*Problem to work on*:
Each entry below has to be written out again exactly.

*Stored dataset items*:

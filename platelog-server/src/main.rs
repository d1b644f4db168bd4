//! platelog-server - HTTP API for the platelog analytics backend.

use anyhow::{Context, Result};
use clap::Parser;
use platelog_core::analytics::PlaceholderReference;
use platelog_core::{Config, Database};
use platelog_server::{create_router, AppState};
use std::path::PathBuf;

#[derive(Debug, Parser)]
#[command(name = "platelog-server", about = "Nutrition analytics API server", version)]
struct Args {
    /// Path to the configuration file
    #[arg(long)]
    config: Option<PathBuf>,

    /// Override the listen address from the configuration
    #[arg(long)]
    host: Option<String>,

    /// Override the listen port from the configuration
    #[arg(long)]
    port: Option<u16>,
}

#[tokio::main]
async fn main() -> Result<()> {
    let args = Args::parse();

    // Load configuration
    let mut config = match &args.config {
        Some(path) => Config::load_from(path).context("failed to load configuration")?,
        None => Config::load().context("failed to load configuration")?,
    };
    if let Some(host) = args.host {
        config.server.host = host;
    }
    if let Some(port) = args.port {
        config.server.port = port;
    }

    // Initialize logging
    let _log_guard =
        platelog_core::logging::init(&config.logging).context("failed to initialize logging")?;

    tracing::info!("platelog-server starting up");

    // Open database
    let db_path = config.database.resolve_path();
    tracing::info!(path = %db_path.display(), "Opening database");

    let db = Database::open(&db_path).context("failed to open database")?;
    db.migrate().context("failed to run database migrations")?;

    let state = AppState::new(db, PlaceholderReference);
    let app = create_router(state);

    let addr = format!("{}:{}", config.server.host, config.server.port);
    let listener = tokio::net::TcpListener::bind(&addr)
        .await
        .with_context(|| format!("failed to bind {}", addr))?;
    tracing::info!(addr = %addr, "Listening");

    axum::serve(listener, app)
        .await
        .context("server terminated")?;

    Ok(())
}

*Task answer*:
filename platelog-server/src/main.rs
repository d1b644f4db168bd4
//! platelog-server - HTTP API for the platelog analytics backend.

use anyhow::{Context, Result};
use clap::Parser;
use platelog_core::analytics::PlaceholderReference;
use platelog_core::{Config, Database};
use platelog_server::{create_router, AppState};
use std::path::PathBuf;

#[derive(Debug, Parser)]
#[command(name = "platelog-server", about = "Nutrition analytics API server", version)]
struct Args {
    /// Path to the configuration file
    #[arg(long)]
    config: Option<PathBuf>,

    /// Override the listen address from the configuration
    #[arg(long)]
    host: Option<String>,

    /// Override the listen port from the configuration
    #[arg(long)]
    port: Option<u16>,
}

#[tokio::main]
async fn main() -> Result<()> {
    let args = Args::parse();

    // Load configuration
    let mut config = match &args.config {
        Some(path) => Config::load_from(path).context("failed to load configuration")?,
        None => Config::load().context("failed to load configuration")?,
    };
    if let Some(host) = args.host {
        config.server.host = host;
    }
    if let Some(port) = args.port {
        config.server.port = port;
    }

    // Initialize logging
    let _log_guard =
        platelog_core::logging::init(&config.logging).context("failed to initialize logging")?;

    tracing::info!("platelog-server starting up");

    // Open database
    let db_path = config.database.resolve_path();
    tracing::info!(path = %db_path.display(), "Opening database");

    let db = Database::open(&db_path).context("failed to open database")?;
    db.migrate().context("failed to run database migrations")?;

    let state = AppState::new(db, PlaceholderReference);
    let app = create_router(state);

    let addr = format!("{}:{}", config.server.host, config.server.port);
    let listener = tokio::net::TcpListener::bind(&addr)
        .await
        .with_context(|| format!("failed to bind {}", addr))?;
    tracing::info!(addr = %addr, "Listening");

    axum::serve(listener, app)
        .await
        .context("server terminated")?;

    Ok(())
}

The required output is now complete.